[TASK GOAL]: Your answer should consist of the lines below that hold the word "canceled".

Dataset records
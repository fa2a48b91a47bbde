//! Relationship graph: a dependency graph that knows how to walk itself
//!
//! On top of [`DirectedGraph`] it tracks, per vertex, an evaluation priority
//! and the number of dependencies still pending ("blockers"). A traversal
//! releases a vertex once all of its dependencies are done, picking the
//! lowest priority among the ready ones.

use crate::edge::{Edge, EdgeLabel};
use crate::error::CycleError;
use crate::graph::{DirectedGraph, Vertex};
use crate::priority::{Priority, SequentialPrioritizer};
use std::collections::{BTreeMap, HashMap, HashSet};
use std::ops::Deref;

/// Callbacks driven by [`RelationshipGraph::traverse`]
pub trait TraversalVisitor<V> {
    /// Polled before each vertex; false cancels the rest of the walk
    fn should_continue(&mut self) -> bool {
        true
    }

    /// Whether `vertex` can be visited now; false defers it
    fn ready(&mut self, _vertex: &V) -> bool {
        true
    }

    /// Evaluate one vertex; the graph may be extended from here
    fn visit(&mut self, graph: &mut RelationshipGraph<V>, vertex: &V);

    /// A deferred vertex that never became ready
    fn overly_deferred(&mut self, _vertex: &V) {}

    /// A vertex left over after the walk was canceled
    fn canceled(&mut self, _vertex: &V) {}

    /// Cycles found before the walk; nothing will be visited
    fn cycles_found(&mut self, _cycles: &[Vec<V>]) {}
}

/// A container to splice out of the graph
#[derive(Debug, Clone, PartialEq, Eq)]
pub struct Container<V> {
    pub vertex: V,
    pub contents: Vec<V>,
    /// Sentinel everything inside the container depends on
    pub admissible: V,
    /// Sentinel depending on everything inside the container
    pub completed: V,
}

#[derive(Debug, Clone)]
pub struct RelationshipGraph<V> {
    graph: DirectedGraph<V>,
    prioritizer: SequentialPrioritizer<V>,
    blockers: HashMap<V, usize>,
    done: HashSet<V>,
    ready: BTreeMap<(Priority, u64), V>,
    queued: HashSet<V>,
    sequence: u64,
}

impl<V: Vertex> Default for RelationshipGraph<V> {
    fn default() -> Self {
        Self::new()
    }
}

impl<V> Deref for RelationshipGraph<V> {
    type Target = DirectedGraph<V>;

    fn deref(&self) -> &Self::Target {
        &self.graph
    }
}

impl<V: Vertex> RelationshipGraph<V> {
    pub fn new() -> Self {
        Self {
            graph: DirectedGraph::new(),
            prioritizer: SequentialPrioritizer::new(),
            blockers: HashMap::new(),
            done: HashSet::new(),
            ready: BTreeMap::new(),
            queued: HashSet::new(),
            sequence: 0,
        }
    }

    pub fn graph(&self) -> &DirectedGraph<V> {
        &self.graph
    }

    // ========================================================================
    // Mutation
    // ========================================================================

    /// Add a vertex; a vertex already present keeps its priority
    pub fn add_vertex(&mut self, vertex: V) -> Priority {
        let priority = self.prioritizer.generate_priority_for(&vertex);
        self.graph.add_vertex(vertex);
        priority
    }

    pub fn add_vertex_with_priority(&mut self, vertex: V, priority: Priority) {
        self.prioritizer.record_priority_for(vertex.clone(), priority);
        self.graph.add_vertex(vertex);
    }

    /// Add a vertex that runs directly after `container` and its earlier children
    pub fn add_vertex_contained_in(&mut self, container: &V, vertex: V) -> Priority {
        let priority = self
            .prioritizer
            .generate_priority_contained_in(container, &vertex);
        self.graph.add_vertex(vertex);
        priority
    }

    pub fn remove_vertex(&mut self, vertex: &V) -> bool {
        self.prioritizer.forget(vertex);
        self.blockers.remove(vertex);
        self.done.remove(vertex);
        self.graph.remove_vertex(vertex)
    }

    /// Add an edge; new endpoints get the next priorities
    pub fn add_edge(&mut self, source: V, target: V, label: EdgeLabel) -> bool {
        for vertex in [&source, &target] {
            if !self.graph.contains_vertex(vertex) {
                self.prioritizer.generate_priority_for(vertex);
            }
        }
        self.graph.add_edge(source, target, label)
    }

    pub fn add(&mut self, edge: Edge<V>) -> bool {
        self.add_edge(edge.source, edge.target, edge.label)
    }

    pub fn remove_edge(&mut self, edge: &Edge<V>) -> bool {
        self.graph.remove_edge(edge)
    }

    pub fn clear(&mut self) {
        self.graph.clear();
        self.prioritizer.clear();
        self.blockers.clear();
        self.done.clear();
        self.ready.clear();
        self.queued.clear();
    }

    pub fn resource_priority(&self, vertex: &V) -> Option<&Priority> {
        self.prioritizer.priority_of(vertex)
    }

    // ========================================================================
    // Blockers
    // ========================================================================

    pub fn blockers_of(&self, vertex: &V) -> Option<usize> {
        self.blockers.get(vertex).copied()
    }

    pub fn set_blockers(&mut self, vertex: V, count: usize) {
        self.blockers.insert(vertex, count);
    }

    /// Forget every blocker count; they are recomputed on demand
    pub fn clear_blockers(&mut self) {
        self.blockers.clear();
    }

    /// One dependency of `vertex` finished; true when none remain
    pub fn unblock(&mut self, vertex: &V) -> bool {
        let count = match self.blockers.get(vertex) {
            Some(count) => *count,
            None => self
                .graph
                .direct_dependencies(vertex)
                .iter()
                .filter(|dependency| !self.done.contains(*dependency))
                .count(),
        };

        let remaining = if count > 0 {
            count - 1
        } else {
            log::warn!("{vertex} appears to have a negative number of dependencies");
            0
        };
        self.blockers.insert(vertex.clone(), remaining);
        remaining == 0
    }

    pub fn is_done(&self, vertex: &V) -> bool {
        self.done.contains(vertex)
    }

    // ========================================================================
    // Traversal
    // ========================================================================

    /// Reset progress and queue every vertex without dependencies
    pub fn enqueue_roots(&mut self) {
        self.blockers.clear();
        self.done.clear();
        self.ready.clear();
        self.queued.clear();
        for vertex in self.graph.vertices() {
            let count = self.graph.direct_dependencies(&vertex).len();
            self.blockers.insert(vertex.clone(), count);
            if count == 0 {
                self.enqueue(vertex);
            }
        }
    }

    pub fn enqueue(&mut self, vertex: V) {
        if self.done.contains(&vertex) || !self.queued.insert(vertex.clone()) {
            return;
        }
        let priority = self.prioritizer.generate_priority_for(&vertex);
        self.sequence += 1;
        self.ready.insert((priority, self.sequence), vertex);
    }

    /// Ready vertex with the lowest priority
    pub fn next_resource(&mut self) -> Option<V> {
        let (_, vertex) = self.ready.pop_first()?;
        self.queued.remove(&vertex);
        Some(vertex)
    }

    /// Mark `vertex` done and release dependents with no blockers left
    pub fn finish(&mut self, vertex: &V) {
        for dependent in self.graph.direct_dependents(vertex) {
            if self.unblock(&dependent) {
                self.enqueue(dependent);
            }
        }
        self.done.insert(vertex.clone());
    }

    /// Visit every vertex after its dependencies
    ///
    /// Fails without visiting anything when the graph has cycles.
    pub fn traverse<T>(&mut self, visitor: &mut T) -> Result<(), CycleError<V>>
    where
        T: TraversalVisitor<V>,
        V: Ord,
    {
        if let Err(err) = self.graph.report_cycles_in_graph() {
            visitor.cycles_found(&err.cycles);
            return Err(err);
        }
        self.unguarded_traverse(visitor);
        Ok(())
    }

    fn unguarded_traverse<T: TraversalVisitor<V>>(&mut self, visitor: &mut T) {
        self.enqueue_roots();

        let mut deferred: Vec<V> = Vec::new();
        let mut made_progress = false;

        while visitor.should_continue() {
            let Some(vertex) = self.next_resource() else {
                break;
            };

            if visitor.ready(&vertex) {
                made_progress = true;
                visitor.visit(self, &vertex);
                self.finish(&vertex);
            } else {
                deferred.push(vertex);
            }

            if self.ready.is_empty() && !deferred.is_empty() {
                if made_progress {
                    for vertex in deferred.drain(..) {
                        self.enqueue(vertex);
                    }
                } else {
                    for vertex in std::mem::take(&mut deferred) {
                        visitor.overly_deferred(&vertex);
                        self.finish(&vertex);
                    }
                }
                made_progress = false;
            }
        }

        if !visitor.should_continue() {
            for vertex in deferred {
                self.enqueue(vertex);
            }
            while let Some(vertex) = self.next_resource() {
                visitor.canceled(&vertex);
                self.finish(&vertex);
            }
        }
    }

    // ========================================================================
    // Containers
    // ========================================================================

    /// Replace each container vertex with its pair of sentinels
    ///
    /// Contents depend on the admissible sentinel and the completed sentinel
    /// depends on the contents. Edges into a container now enter its
    /// admissible sentinel and edges out of it leave from its completed
    /// sentinel, keeping their labels. Containers nested in containers are
    /// wired sentinel to sentinel.
    pub fn replace_containers_with_sentinels(&mut self, containers: &[Container<V>]) {
        let admissible: HashMap<&V, &V> = containers
            .iter()
            .map(|container| (&container.vertex, &container.admissible))
            .collect();
        let completed: HashMap<&V, &V> = containers
            .iter()
            .map(|container| (&container.vertex, &container.completed))
            .collect();
        let entry = |vertex: &V| (*admissible.get(vertex).unwrap_or(&vertex)).clone();
        let exit = |vertex: &V| (*completed.get(vertex).unwrap_or(&vertex)).clone();

        for container in containers {
            match self.prioritizer.priority_of(&container.vertex).cloned() {
                Some(priority) => {
                    self.add_vertex_with_priority(container.admissible.clone(), priority.clone());
                    self.add_vertex_with_priority(container.completed.clone(), priority);
                }
                None => {
                    self.add_vertex(container.admissible.clone());
                    self.add_vertex(container.completed.clone());
                }
            }
        }

        for container in containers {
            if container.contents.is_empty() {
                self.add_edge(
                    container.admissible.clone(),
                    container.completed.clone(),
                    EdgeLabel::default(),
                );
            }
            for child in &container.contents {
                self.add_edge(container.admissible.clone(), entry(child), EdgeLabel::refresh());
                self.add_edge(exit(child), container.completed.clone(), EdgeLabel::refresh());
            }

            for edge in self.graph.adjacent_edges(&container.vertex, crate::Direction::In) {
                self.add_edge(exit(&edge.source), container.admissible.clone(), edge.label.clone());
                self.graph.remove_edge(&edge);
            }
            for edge in self.graph.adjacent_edges(&container.vertex, crate::Direction::Out) {
                self.add_edge(container.completed.clone(), entry(&edge.target), edge.label.clone());
                self.graph.remove_edge(&edge);
            }
        }

        for container in containers {
            self.remove_vertex(&container.vertex);
        }
    }
}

[WRITTEN SOLUTION]:
    /// A vertex left over after the walk was canceled
    fn canceled(&mut self, _vertex: &V) {}
                visitor.canceled(&vertex);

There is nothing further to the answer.